START Records for processing

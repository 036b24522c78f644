//! Command modules for the `ungraph` CLI.
//!
//! Each submodule implements one subcommand. The `run` function in each
//! module takes the input content and parsed arguments and returns `Ok(())`
//! on success or a [`crate::error::CliError`] on failure.

use ungraph_core::{DepthFirstPaths, Graph, GraphError, IterativeDepthFirstPaths, PathsError};

use crate::error::CliError;

pub mod path;
pub mod print;
pub mod reach;

// ---------------------------------------------------------------------------
// Shared plumbing
// ---------------------------------------------------------------------------

/// Parses `content` as a graph in the line-oriented format.
///
/// # Errors
///
/// Returns [`CliError::FormatError`] (exit code 2) on any malformed input.
pub(crate) fn parse_graph(content: &str) -> Result<Graph, CliError> {
    ungraph_core::read_graph(content.as_bytes()).map_err(|e| CliError::FormatError {
        detail: e.to_string(),
    })
}

/// A path finder of either variant, selected by the `--iterative` flag.
///
/// Both variants have the same contract and produce identical results; this
/// wrapper only exists so the subcommands can hold whichever one the user
/// asked for.
pub(crate) enum Finder<'g> {
    Recursive(DepthFirstPaths<'g>),
    Iterative(IterativeDepthFirstPaths<'g>),
}

impl<'g> Finder<'g> {
    /// Builds the requested finder variant against `graph` and `source`.
    ///
    /// # Errors
    ///
    /// Returns [`CliError::VertexNotFound`] (exit code 1) when `source` is
    /// not a vertex of the graph.
    pub(crate) fn new(graph: &'g Graph, source: usize, iterative: bool) -> Result<Self, CliError> {
        if iterative {
            Ok(Self::Iterative(
                IterativeDepthFirstPaths::new(graph, source).map_err(paths_error_to_cli)?,
            ))
        } else {
            Ok(Self::Recursive(
                DepthFirstPaths::new(graph, source).map_err(paths_error_to_cli)?,
            ))
        }
    }

    pub(crate) fn has_path_to(&self, v: usize) -> Result<bool, CliError> {
        match self {
            Self::Recursive(f) => f.has_path_to(v),
            Self::Iterative(f) => f.has_path_to(v),
        }
        .map_err(graph_error_to_cli)
    }

    pub(crate) fn path_to(&self, v: usize) -> Result<Option<Vec<usize>>, CliError> {
        match self {
            Self::Recursive(f) => f.path_to(v),
            Self::Iterative(f) => f.path_to(v),
        }
        .map_err(graph_error_to_cli)
    }
}

/// Maps a finder construction error to its CLI equivalent.
fn paths_error_to_cli(e: PathsError) -> CliError {
    match e {
        PathsError::SourceOutOfRange { source, vertices } => CliError::VertexNotFound {
            vertex: source,
            vertices,
        },
    }
}

/// Maps a graph precondition error to its CLI equivalent.
fn graph_error_to_cli(e: GraphError) -> CliError {
    match e {
        GraphError::VertexOutOfRange { vertex, vertices } => {
            CliError::VertexNotFound { vertex, vertices }
        }
    }
}

/// Wraps a stdout write failure into a [`CliError`].
pub(crate) fn stdout_error(e: &std::io::Error) -> CliError {
    CliError::IoError {
        source: "stdout".to_owned(),
        detail: e.to_string(),
    }
}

END Records for processing

> [Goal of the exercise]: All lines of the records above that carry the word "usize" should be listed.

> [Response to this task]:
    pub(crate) fn new(graph: &'g Graph, source: usize, iterative: bool) -> Result<Self, CliError> {
    pub(crate) fn has_path_to(&self, v: usize) -> Result<bool, CliError> {
    pub(crate) fn path_to(&self, v: usize) -> Result<Option<Vec<usize>>, CliError> {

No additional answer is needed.